Os erros terminarão com a vinda de árbitros estrangeiros?
A proposta de hoje é refletirmos de frente, com profundidade e pragmatismo, sobre esta realidade.
Por partes.
A ideia de haver “permuta” de árbitros entre diferentes países não é recente. Não nasceu hoje nem ontem. Se alguém vos disser o contrário, está a mentir.
O grande “pai” desta ideia é a UEFA, que em 2004 (há 17 anos, portanto) propôs às suas federações nacionais que aderissem a programas de intercâmbio de árbitros.
Na altura, o princípio era tão simples quanto louvável: permitir que os mais novos, os recém-chegados à primeira categoria (ou mais inexperientes) pudessem conhecer outras realidades competitivas, sem focos de pressão domésticos. No fundo, contribuir para o seu desenvolvimento através de jogos no estrangeiro, proporcionando-lhes experiências distintas das suas. Tudo isso em ambiente de cooperação, partilha e conhecimento mútuos.
Regra de ouro veemente sublinhada pelo organismo europeu: que nesse processo ficassem de fora partidas decisivas. Dérbis, clássicos e jogos de risco estariam excluídos, porque ferirem de morte o espírito didático da iniciativa.

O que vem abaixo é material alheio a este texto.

//! Lab demos - small numerical engines driven one tick at a time.
//!
//! Every demo implements [`DemoEngine`], so a scheduler, the CLI and the
//! WASM wrappers can drive any of them the same way.
//!
//! # Demos
//!
//! 1. [`particle_field`] - drifting particles with pointer repulsion and a
//!    [`proximity`] graph rebuilt every frame
//! 2. [`gradient_descent`] - SGD, momentum and Adam on three landscapes
//! 3. [`grid_world`] - tabular Q-learning in a walled maze
//! 4. [`regression`] - linear regression reported under four losses

pub mod engine;
pub mod gradient_descent;
pub mod grid_world;
pub mod particle_field;
pub mod proximity;
pub mod regression;

pub use engine::{snapshot_json, DemoEngine};
pub use gradient_descent::{FunctionOptimizer, Objective, OptimizerConfig, OptimizerKind};
pub use grid_world::{Action, GridWorldAgent, GridWorldConfig};
pub use particle_field::{ParticleField, ParticleFieldConfig, Pointer};
pub use proximity::{ConnectionEdge, ProximityGraphBuilder};
pub use regression::{LossKind, RegressionConfig, RegressionTrainer};
impl FunctionOptimizer {
    /// Switch objective; resets the run.
    pub fn set_objective(&mut self, objective: Objective) {
        self.config.objective = objective;
        self.reset();
    }

    /// Switch optimizer; resets the run.
    pub fn set_optimizer(&mut self, optimizer: OptimizerKind) {
        self.config.optimizer = optimizer;
        self.reset();
    }

    /// Change the learning rate for subsequent steps.
    ///
    /// Non-finite or non-positive rates are ignored.
    pub fn set_learning_rate(&mut self, learning_rate: f64) {
        if learning_rate.is_finite() && learning_rate > 0.0 {
            self.config.learning_rate = learning_rate;
        }
    }

    /// Current point.
    #[must_use]
    pub const fn position(&self) -> [f64; 2] {
        self.position
    }

    /// Objective value at the current point.
    #[must_use]
    pub fn loss(&self) -> f64 {
        self.config
            .objective
            .value(self.position[0], self.position[1])
    }

    /// Euclidean distance to the tracked minimum.
    #[must_use]
    pub fn distance_to_target(&self) -> f64 {
        let [tx, ty] = self.config.objective.target();
        ((self.position[0] - tx).powi(2) + (self.position[1] - ty).powi(2)).sqrt()
    }

    /// Recent points, oldest first.
    pub fn trajectory(&self) -> impl Iterator<Item = &[f64; 2]> {
        self.trajectory.iter()
    }

    /// Sample the descent field on the integer lattice `[min, max]²`.
    #[must_use]
    pub fn gradient_field(&self, min: i32, max: i32) -> Vec<FieldArrow> {
        let objective = self.config.objective;
        let mut arrows = Vec::new();
        for xi in min..=max {
            for yi in min..=max {
                let (x, y) = (f64::from(xi), f64::from(yi));
                let [gx, gy] = objective.gradient(x, y);
                let scale = (gx * gx + gy * gy).sqrt() + 0.1;
                arrows.push(FieldArrow {
                    origin: [x, y],
                    direction: [-gx / scale, -gy / scale],
                });
            }
        }
        arrows
    }

    /// Proposed next point and accumulators, before clamping.
    fn propose(&self, gradient: [f64; 2]) -> ([f64; 2], Accumulators) {
        let lr = self.config.learning_rate;
        let [gx, gy] = gradient;
        let [x, y] = self.position;
        let mut acc = self.accumulators;

        let next = match self.config.optimizer {
            OptimizerKind::Sgd => [x - lr * gx, y - lr * gy],
            OptimizerKind::Momentum => {
                acc.velocity = [
                    MOMENTUM_BETA * acc.velocity[0] - lr * gx,
                    MOMENTUM_BETA * acc.velocity[1] - lr * gy,
                ];
                [x + acc.velocity[0], y + acc.velocity[1]]
            }
            OptimizerKind::Adam => {
                acc.adam_steps += 1;
                acc.first_moment = [
                    ADAM_BETA1 * acc.first_moment[0] + (1.0 - ADAM_BETA1) * gx,
                    ADAM_BETA1 * acc.first_moment[1] + (1.0 - ADAM_BETA1) * gy,
                ];
                acc.second_moment =
                    ADAM_BETA2 * acc.second_moment + (1.0 - ADAM_BETA2) * (gx * gx + gy * gy);

                let m_hat_x = acc.first_moment[0] / (1.0 - ADAM_BETA1);
                let m_hat_y = acc.first_moment[1] / (1.0 - ADAM_BETA1);
                let v_hat = acc.second_moment / (1.0 - ADAM_BETA2);
                let denom = v_hat.sqrt() + ADAM_EPSILON;

                [x - lr * m_hat_x / denom, y - lr * m_hat_y / denom]
            }
        };

        (next, acc)
    }

    fn step_result(&self) -> OptimizerStepResult {
        OptimizerStepResult {
            position: self.position,
            loss: self.loss(),
            distance_to_target: self.distance_to_target(),
            converged: self.converged,
        }
    }
}

impl DemoEngine for FunctionOptimizer {
    type Config = OptimizerConfig;
    type State = OptimizerState;
    type StepResult = OptimizerStepResult;

    fn from_config(config: Self::Config) -> Self {
        let seed = config.seed;
        let position = [
            config.start_x.clamp(-DOMAIN_LIMIT, DOMAIN_LIMIT),
            config.start_y.clamp(-DOMAIN_LIMIT, DOMAIN_LIMIT),
        ];
        Self {
            config,
            position,
            accumulators: Accumulators::default(),
            trajectory: VecDeque::with_capacity(TRAJECTORY_CAPACITY),
            iteration: 0,
            converged: false,
            step_count: 0,
            seed,
        }
    }

    fn config(&self) -> &Self::Config {
        &self.config
    }

    fn reset_with_seed(&mut self, seed: u64) {
        self.seed = seed;
        self.position = [
            self.config.start_x.clamp(-DOMAIN_LIMIT, DOMAIN_LIMIT),
            self.config.start_y.clamp(-DOMAIN_LIMIT, DOMAIN_LIMIT),
        ];
        self.accumulators = Accumulators::default();
        self.trajectory.clear();
        self.iteration = 0;
        self.converged = false;
        self.step_count = 0;
        tracing::debug!(
            objective = ?self.config.objective,
            optimizer = ?self.config.optimizer,
            "optimizer reset"
        );
    }

    fn step(&mut self) -> Self::StepResult {
        self.step_count += 1;
        if self.converged {
            return self.step_result();
        }

        let gradient = self
            .config
            .objective
            .gradient(self.position[0], self.position[1]);
        let (next, accumulators) = self.propose(gradient);

        if !(next[0].is_finite() && next[1].is_finite()) {
            tracing::warn!(
                iteration = self.iteration,
                "rejected non-finite optimizer update"
            );
            return self.step_result();
        }

        self.position = [
            next[0].clamp(-DOMAIN_LIMIT, DOMAIN_LIMIT),
            next[1].clamp(-DOMAIN_LIMIT, DOMAIN_LIMIT),
        ];
        self.accumulators = accumulators;

        if self.trajectory.len() == TRAJECTORY_CAPACITY {
            self.trajectory.pop_front();
        }
        self.trajectory.push_back(self.position);
        self.iteration += 1;

        if self.distance_to_target() < CONVERGENCE_RADIUS {
            self.converged = true;
            tracing::debug!(iteration = self.iteration, "optimizer converged");
        }

        self.step_result()
    }

    fn is_complete(&self) -> bool {
        self.converged
    }

    fn state(&self) -> Self::State {
        OptimizerState {
            position: self.position,
            objective: self.config.objective,
            optimizer: self.config.optimizer,
            loss: self.loss(),
            trajectory: self.trajectory.iter().copied().collect(),
            accumulators: self.accumulators,
            iteration: self.iteration,
            converged: self.converged,
        }
    }

    fn step_count(&self) -> u64 {
        self.step_count
    }

    fn seed(&self) -> u64 {
        self.seed
    }

    fn name(&self) -> &'static str {
        "Gradient Descent Visualizer"
    }
}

Curiosamente ou não, foram muito poucos (ou nenhuns) os países que aderiram ao desafio.
Em 2012 e no mandato de Vítor Pereira, o Regulamento de Arbitragem da LPFP passou a contemplar essa possibilidade, mas foi só em 2016 que o conceito passou a estar plasmado oficialmente nos regulamentos da FPF.
A ideia-base pressupunha o intercâmbio de serviços em “condições de igualdade”, que resultaria de protocolo ou contrato assinado entre federações aderentes.

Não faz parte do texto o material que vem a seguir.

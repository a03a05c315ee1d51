//! Particle field: drifting points with pointer repulsion.
//!
//! # Governing Rules
//!
//! ```text
//! Integration:  p ← p + v                         (Euler, unit timestep)
//! Repulsion:    p ← p + (Δ/d)·((R − d)/R)·k       if 0 < d < R
//! Wrap:         x > B ⇒ x = −B,  x < −B ⇒ x = B   (toroidal, per axis)
//! ```
//!
//! Repulsion is a transient displacement: it moves the particle this tick
//! and leaves its velocity untouched. The pointer rests at the origin until
//! a host moves it, so particles near the centre are pushed from the first
//! tick. Particles never collide with each
//! other. The depth coordinate is fixed at creation and only matters for
//! the proximity graph.

use serde::{Deserialize, Serialize};
use validator::{Validate, ValidationError};

use super::engine::{require_finite, DemoEngine};
use super::proximity::{build_edges, ConnectionEdge};
use crate::engine::rng::SimRng;

fn default_seed() -> u64 {
    42
}

/// Particle field configuration.
#[derive(Debug, Clone, Serialize, Deserialize, Validate)]
#[validate(schema(function = "validate_particle_config"))]
#[serde(default)]
pub struct ParticleFieldConfig {
    /// Number of particles.
    #[validate(range(max = 10_000))]
    pub count: usize,
    /// Half-width of the square domain on both planar axes.
    #[validate(range(min = 0.001))]
    pub bound: f64,
    /// Half-width of the depth range particles are placed in.
    #[validate(range(min = 0.0))]
    pub depth: f64,
    /// Maximum absolute velocity component.
    #[validate(range(min = 0.0))]
    pub max_speed: f64,
    /// Pointer repulsion radius R.
    #[validate(range(min = 0.0))]
    pub repulsion_radius: f64,
    /// Repulsion strength k.
    #[validate(range(min = 0.0))]
    pub repulsion_strength: f64,
    /// Simulation-space half-width covered by the viewport.
    #[validate(range(min = 0.0))]
    pub viewport_half_width: f64,
    /// Simulation-space half-height covered by the viewport.
    #[validate(range(min = 0.0))]
    pub viewport_half_height: f64,
    /// Proximity graph: links per lower endpoint.
    #[validate(range(max = 64))]
    pub max_degree: usize,
    /// Proximity graph: strict linking distance.
    #[validate(range(min = 0.0))]
    pub max_distance: f64,
    /// RNG seed for placement.
    #[serde(default = "default_seed")]
    pub seed: u64,
}

fn validate_particle_config(config: &ParticleFieldConfig) -> Result<(), ValidationError> {
    require_finite(&[
        ("bound", config.bound),
        ("depth", config.depth),
        ("max_speed", config.max_speed),
        ("repulsion_radius", config.repulsion_radius),
        ("repulsion_strength", config.repulsion_strength),
        ("viewport_half_width", config.viewport_half_width),
        ("viewport_half_height", config.viewport_half_height),
        ("max_distance", config.max_distance),
    ])
}

impl Default for ParticleFieldConfig {
    fn default() -> Self {
        Self {
            count: 60,
            bound: 10.0,
            depth: 5.0,
            max_speed: 0.005,
            repulsion_radius: 3.0,
            repulsion_strength: 0.02,
            viewport_half_width: 10.0,
            viewport_half_height: 10.0,
            max_degree: 3,
            max_distance: 2.5,
            seed: default_seed(),
        }
    }
}

/// Pointer position in normalized device coordinates, `[-1, 1]` per axis.
#[derive(Debug, Clone, Copy, PartialEq, Default, Serialize, Deserialize)]
pub struct Pointer {
    /// Horizontal coordinate (right is positive).
    pub x: f64,
    /// Vertical coordinate (up is positive).
    pub y: f64,
}

impl Pointer {
    /// Create a pointer.
    #[must_use]
    pub const fn new(x: f64, y: f64) -> Self {
        Self { x, y }
    }
}

/// A single particle.
#[derive(Debug, Clone, Copy, PartialEq, Serialize, Deserialize)]
pub struct Particle {
    /// Position `(x, y, depth)`.
    pub position: [f64; 3],
    /// Planar velocity `(vx, vy)`.
    pub velocity: [f64; 2],
}

/// Snapshot for renderers.
#[derive(Debug, Clone, PartialEq, Serialize, Deserialize)]
pub struct ParticleFieldState {
    /// All particles.
    pub particles: Vec<Particle>,
    /// Proximity links at snapshot time.
    pub edges: Vec<ConnectionEdge>,
    /// Pointer in simulation space, if one is active.
    pub pointer: Option<[f64; 2]>,
    /// Step count.
    pub step_count: u64,
}

/// Per-tick summary.
#[derive(Debug, Clone, Copy, PartialEq, Eq)]
pub struct ParticleStepResult {
    /// Particles displaced by the pointer this tick.
    pub repelled: usize,
    /// Particles that wrapped across the domain edge this tick.
    pub wrapped: usize,
}

/// Particle field simulator.
#[derive(Debug, Clone)]
pub struct ParticleField {
    config: ParticleFieldConfig,
    particles: Vec<Particle>,
    pointer: Option<Pointer>,
    step_count: u64,
    seed: u64,
}

impl ParticleField {
    /// Build a field from explicit particles instead of random placement.
    #[must_use]
    pub fn with_particles(config: ParticleFieldConfig, particles: Vec<Particle>) -> Self {
        let seed = config.seed;
        Self {
            config,
            particles,
            pointer: Some(Pointer::default()),
            step_count: 0,
            seed,
        }
    }

    /// Current particles.
    #[must_use]
    pub fn particles(&self) -> &[Particle] {
        &self.particles
    }

    /// Set the pointer (normalized device coordinates).
    pub fn set_pointer(&mut self, pointer: Pointer) {
        self.pointer = Some(pointer);
    }

    /// Remove the pointer; no repulsion is applied until it returns.
    pub fn clear_pointer(&mut self) {
        self.pointer = None;
    }

    /// Set the pointer, then advance one tick.
    pub fn step_with_pointer(&mut self, pointer: Pointer) -> ParticleStepResult {
        self.set_pointer(pointer);
        self.step()
    }

    /// Pointer scaled into simulation space.
    #[must_use]
    pub fn pointer_in_sim_space(&self) -> Option<[f64; 2]> {
        self.pointer.map(|p| {
            [
                p.x * self.config.viewport_half_width,
                p.y * self.config.viewport_half_height,
            ]
        })
    }

    /// Proximity edges among the current positions.
    #[must_use]
    pub fn connections(&self) -> Vec<ConnectionEdge> {
        let positions: Vec<[f64; 3]> = self.particles.iter().map(|p| p.position).collect();
        build_edges(&positions, self.config.max_degree, self.config.max_distance)
    }

    fn spawn(config: &ParticleFieldConfig, seed: u64) -> Vec<Particle> {
        let mut rng = SimRng::new(seed);
        (0..config.count)
            .map(|_| Particle {
                position: [
                    rng.gen_symmetric(config.bound),
                    rng.gen_symmetric(config.bound),
                    rng.gen_symmetric(config.depth),
                ],
                velocity: [
                    rng.gen_symmetric(config.max_speed),
                    rng.gen_symmetric(config.max_speed),
                ],
            })
            .collect()
    }

    /// Repulsion displacement for a particle at `(x, y)`; zero outside the
    /// radius and exactly at the pointer.
    fn repulsion(&self, x: f64, y: f64, pointer: [f64; 2]) -> Option<[f64; 2]> {
        let radius = self.config.repulsion_radius;
        let dx = x - pointer[0];
        let dy = y - pointer[1];
        let dist = (dx * dx + dy * dy).sqrt();

        if dist > 0.0 && dist < radius {
            let force = (radius - dist) / radius * self.config.repulsion_strength;
            Some([dx / dist * force, dy / dist * force])
        } else {
            None
        }
    }

    fn wrap(value: f64, bound: f64) -> (f64, bool) {
        if value > bound {
            (-bound, true)
        } else if value < -bound {
            (bound, true)
        } else {
            (value, false)
        }
    }
}

impl DemoEngine for ParticleField {
    type Config = ParticleFieldConfig;
    type State = ParticleFieldState;
    type StepResult = ParticleStepResult;

    fn from_config(config: Self::Config) -> Self {
        let seed = config.seed;
        let particles = Self::spawn(&config, seed);
        Self {
            config,
            particles,
            pointer: Some(Pointer::default()),
            step_count: 0,
            seed,
        }
    }

    fn config(&self) -> &Self::Config {
        &self.config
    }

    fn reset_with_seed(&mut self, seed: u64) {
        self.seed = seed;
        self.particles = Self::spawn(&self.config, seed);
        self.pointer = Some(Pointer::default());
        self.step_count = 0;
        tracing::debug!(seed, count = self.particles.len(), "particle field reset");
    }

    fn step(&mut self) -> Self::StepResult {
        self.step_count += 1;

        let pointer = self.pointer_in_sim_space();
        let bound = self.config.bound;
        let mut result = ParticleStepResult {
            repelled: 0,
            wrapped: 0,
        };

        for i in 0..self.particles.len() {
            let Particle { position, velocity } = self.particles[i];
            let mut x = position[0] + velocity[0];
            let mut y = position[1] + velocity[1];

            if let Some(push) = pointer.and_then(|p| self.repulsion(x, y, p)) {
                x += push[0];
                y += push[1];
                result.repelled += 1;
            }

            let (x, wrapped_x) = Self::wrap(x, bound);
            let (y, wrapped_y) = Self::wrap(y, bound);
            if wrapped_x || wrapped_y {
                result.wrapped += 1;
            }

            self.particles[i].position[0] = x;
            self.particles[i].position[1] = y;
        }

        result
    }

    fn state(&self) -> Self::State {
        ParticleFieldState {
            particles: self.particles.clone(),
            edges: self.connections(),
            pointer: self.pointer_in_sim_space(),
            step_count: self.step_count,
        }
    }

    fn step_count(&self) -> u64 {
        self.step_count
    }

    fn seed(&self) -> u64 {
        self.seed
    }

    fn name(&self) -> &'static str {
        "Particle Field"
    }
}

// =============================================================================
// WASM Bindings
// =============================================================================

#[cfg(feature = "wasm")]
mod wasm {
    use super::{DemoEngine, ParticleField, ParticleFieldConfig, Pointer};
    use wasm_bindgen::prelude::*;

    #[wasm_bindgen]
    pub struct WasmParticleField {
        inner: ParticleField,
    }

    #[wasm_bindgen]
    impl WasmParticleField {
        #[wasm_bindgen(constructor)]
        pub fn new(seed: u64, count: usize) -> Self {
            let config = ParticleFieldConfig {
                count,
                seed,
                ..ParticleFieldConfig::default()
            };
            Self {
                inner: ParticleField::from_config(config),
            }
        }

        pub fn step(&mut self, pointer_x: f64, pointer_y: f64) {
            self.inner.step_with_pointer(Pointer::new(pointer_x, pointer_y));
        }

        pub fn reset(&mut self) {
            self.inner.reset();
        }

        pub fn get_positions(&self) -> Vec<f64> {
            self.inner
                .particles()
                .iter()
                .flat_map(|p| p.position)
                .collect()
        }

        pub fn get_state_json(&self) -> String {
            serde_json::to_string(&self.inner.state()).unwrap_or_default()
        }
    }
}


#[cfg(test)]
mod proptests {
    use super::*;
    use proptest::prelude::*;

    proptest! {
        #[test]
        fn prop_coordinates_stay_in_domain(
            seed in 0u64..5_000,
            count in 0usize..40,
            px in -1.0f64..1.0,
            py in -1.0f64..1.0,
            steps in 1usize..200,
        ) {
            let config = ParticleFieldConfig {
                count,
                seed,
                max_speed: 0.5,
                ..ParticleFieldConfig::default()
            };
            let bound = config.bound;
            let mut field = ParticleField::from_config(config);
            for _ in 0..steps {
                field.step_with_pointer(Pointer::new(px, py));
                for p in field.particles() {
                    prop_assert!(p.position[0] >= -bound && p.position[0] <= bound);
                    prop_assert!(p.position[1] >= -bound && p.position[1] <= bound);
                }
            }
        }
    }
}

Na prática, isso ainda não aconteceu. Não até hoje.
O que aconteceu (e que é bem diferente) foi o envio de equipas de arbitragem portuguesas para o estrangeiro, a fim de dirigirem jogos oficiais de outros campeonatos.
Que fique claro: isso nunca resultou de qualquer acordo de reciprocidade, mas porque as federações ali em causa – a da Grécia ou da Arábia Saudita, para citar dois exemplos – solicitaram “reforços” internacionais, por lidarem internamente com problemas graves: a primeira (que está intervencionada por UEFA e FIFA) por suspeitas recorrentes de manipulação de resultados e fenómenos de violência sobre agentes de arbitragem; a segunda por reconhecer que os seus juízes são inexperientes/incompetentes para a dimensão das suas provas.
Conclusão: nestas duas situações não houve fim pedagógico, houve apenas questões circunstanciais que levaram a um processo de cooperação unilateral (nós fomos lá, eles não vieram cá).
Relativamente ao intercâmbio que poderá acontecer já a partir da próxima época, o que se espera é que siga o seu registo original, privilegiando árbitros mais jovens/inexperientes em fase de maturação e crescimento.
O pior que poderia acontecer, na mensagem negativa que isso passaria para o exterior, seria a “permuta” de juízes para arbitrarem jogos relevantes/impactantes do nosso campeonato. É que os nossos árbitros são, em proporção, tão ou mais competentes que os treinadores, jogadores e dirigentes da 1ª Liga.
A haver intercâmbio alicerçado numa alegada incapacidade técnica dos nossos árbitros, na sua eventual “vulnerabilidade” à pressão ou apenas para silenciar críticas mais ferozes, então que se pensasse também numa forma de recambiar para outras federações um número significativo de agentes desportivos portugueses (lato sensu), que por cá evidenciam fragilidades a vários níveis.
Sejamos sinceros: questões de fundo não se resolvem com pensos rápidos.
Aquela ideia romântica de que “era bom, para eles perceberem que os outros também erram” é grão de areia numa praia extensa. Seria tapar o sol com a peneira. Uma espécie de “ora toma lá” infantil num jogo que é tudo menos de meninos.
Inócuo. Não colhe, não ajuda nem soluciona.
Clubes e adeptos já sabem – todos sabemos – que o número e dimensão de erros cometidos em campo não se medem pela nacionalidade dos árbitros.
O que nós precisamos é de um “refresh cultural” de proporções bíblicas, porque esta coisa de se assinalarem demasiadas faltas e de termos tempo útil de jogo inferior a uma das suas partes (parece incrível, mas é verdade), está longe, muito longe de ser responsabilidade exclusiva de arbitragens mais defensivas.
Um destes dias, falaremos aqui sobre isso.